Stored items
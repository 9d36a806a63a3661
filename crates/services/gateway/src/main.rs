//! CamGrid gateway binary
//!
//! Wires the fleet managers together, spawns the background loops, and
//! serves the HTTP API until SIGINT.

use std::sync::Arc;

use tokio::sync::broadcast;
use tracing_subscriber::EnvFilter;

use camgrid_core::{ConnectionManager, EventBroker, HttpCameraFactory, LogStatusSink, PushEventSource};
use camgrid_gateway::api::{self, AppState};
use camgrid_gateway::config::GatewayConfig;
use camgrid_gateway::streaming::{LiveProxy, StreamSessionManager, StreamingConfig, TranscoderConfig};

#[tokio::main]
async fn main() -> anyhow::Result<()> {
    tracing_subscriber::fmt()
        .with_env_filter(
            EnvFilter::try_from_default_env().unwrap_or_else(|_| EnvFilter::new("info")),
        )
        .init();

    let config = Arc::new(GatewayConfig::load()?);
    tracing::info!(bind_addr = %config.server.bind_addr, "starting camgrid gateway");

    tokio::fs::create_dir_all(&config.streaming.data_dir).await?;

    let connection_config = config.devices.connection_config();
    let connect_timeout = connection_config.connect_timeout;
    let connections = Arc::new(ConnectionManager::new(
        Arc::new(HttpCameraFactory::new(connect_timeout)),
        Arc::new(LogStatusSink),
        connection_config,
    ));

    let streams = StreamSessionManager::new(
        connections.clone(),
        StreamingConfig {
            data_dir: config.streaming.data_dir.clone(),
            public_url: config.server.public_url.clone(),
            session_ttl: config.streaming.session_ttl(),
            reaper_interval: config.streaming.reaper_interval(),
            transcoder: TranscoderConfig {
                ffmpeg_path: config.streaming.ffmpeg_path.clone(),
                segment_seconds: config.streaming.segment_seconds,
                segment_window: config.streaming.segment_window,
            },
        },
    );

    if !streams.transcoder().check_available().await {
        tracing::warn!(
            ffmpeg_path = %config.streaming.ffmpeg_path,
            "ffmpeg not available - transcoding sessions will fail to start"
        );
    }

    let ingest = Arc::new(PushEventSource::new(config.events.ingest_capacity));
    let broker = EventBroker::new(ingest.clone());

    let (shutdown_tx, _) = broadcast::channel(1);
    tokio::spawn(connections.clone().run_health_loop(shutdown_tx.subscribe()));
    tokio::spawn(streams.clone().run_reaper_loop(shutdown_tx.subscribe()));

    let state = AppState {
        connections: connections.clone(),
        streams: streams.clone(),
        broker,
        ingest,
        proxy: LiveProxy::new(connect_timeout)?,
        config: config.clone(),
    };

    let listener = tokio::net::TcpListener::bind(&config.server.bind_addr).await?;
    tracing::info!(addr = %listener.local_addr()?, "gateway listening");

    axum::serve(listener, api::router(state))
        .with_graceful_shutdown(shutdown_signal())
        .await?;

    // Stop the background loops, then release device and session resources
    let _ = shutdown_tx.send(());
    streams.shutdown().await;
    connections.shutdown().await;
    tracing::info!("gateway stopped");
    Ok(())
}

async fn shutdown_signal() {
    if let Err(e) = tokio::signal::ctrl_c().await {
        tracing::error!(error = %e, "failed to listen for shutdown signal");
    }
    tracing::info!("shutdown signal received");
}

◆ YOUR GOAL: Could you copy every record above exactly as it appears?

◆ YOUR SOLUTION:
repository 9d36a806a63a3661
filename crates/services/gateway/src/main.rs
//! CamGrid gateway binary
//!
//! Wires the fleet managers together, spawns the background loops, and
//! serves the HTTP API until SIGINT.

use std::sync::Arc;

use tokio::sync::broadcast;
use tracing_subscriber::EnvFilter;

use camgrid_core::{ConnectionManager, EventBroker, HttpCameraFactory, LogStatusSink, PushEventSource};
use camgrid_gateway::api::{self, AppState};
use camgrid_gateway::config::GatewayConfig;
use camgrid_gateway::streaming::{LiveProxy, StreamSessionManager, StreamingConfig, TranscoderConfig};

#[tokio::main]
async fn main() -> anyhow::Result<()> {
    tracing_subscriber::fmt()
        .with_env_filter(
            EnvFilter::try_from_default_env().unwrap_or_else(|_| EnvFilter::new("info")),
        )
        .init();

    let config = Arc::new(GatewayConfig::load()?);
    tracing::info!(bind_addr = %config.server.bind_addr, "starting camgrid gateway");

    tokio::fs::create_dir_all(&config.streaming.data_dir).await?;

    let connection_config = config.devices.connection_config();
    let connect_timeout = connection_config.connect_timeout;
    let connections = Arc::new(ConnectionManager::new(
        Arc::new(HttpCameraFactory::new(connect_timeout)),
        Arc::new(LogStatusSink),
        connection_config,
    ));

    let streams = StreamSessionManager::new(
        connections.clone(),
        StreamingConfig {
            data_dir: config.streaming.data_dir.clone(),
            public_url: config.server.public_url.clone(),
            session_ttl: config.streaming.session_ttl(),
            reaper_interval: config.streaming.reaper_interval(),
            transcoder: TranscoderConfig {
                ffmpeg_path: config.streaming.ffmpeg_path.clone(),
                segment_seconds: config.streaming.segment_seconds,
                segment_window: config.streaming.segment_window,
            },
        },
    );

    if !streams.transcoder().check_available().await {
        tracing::warn!(
            ffmpeg_path = %config.streaming.ffmpeg_path,
            "ffmpeg not available - transcoding sessions will fail to start"
        );
    }

    let ingest = Arc::new(PushEventSource::new(config.events.ingest_capacity));
    let broker = EventBroker::new(ingest.clone());

    let (shutdown_tx, _) = broadcast::channel(1);
    tokio::spawn(connections.clone().run_health_loop(shutdown_tx.subscribe()));
    tokio::spawn(streams.clone().run_reaper_loop(shutdown_tx.subscribe()));

    let state = AppState {
        connections: connections.clone(),
        streams: streams.clone(),
        broker,
        ingest,
        proxy: LiveProxy::new(connect_timeout)?,
        config: config.clone(),
    };

    let listener = tokio::net::TcpListener::bind(&config.server.bind_addr).await?;
    tracing::info!(addr = %listener.local_addr()?, "gateway listening");

    axum::serve(listener, api::router(state))
        .with_graceful_shutdown(shutdown_signal())
        .await?;

    // Stop the background loops, then release device and session resources
    let _ = shutdown_tx.send(());
    streams.shutdown().await;
    connections.shutdown().await;
    tracing::info!("gateway stopped");
    Ok(())
}

async fn shutdown_signal() {
    if let Err(e) = tokio::signal::ctrl_c().await {
        tracing::error!(error = %e, "failed to listen for shutdown signal");
    }
    tracing::info!("shutdown signal received");
}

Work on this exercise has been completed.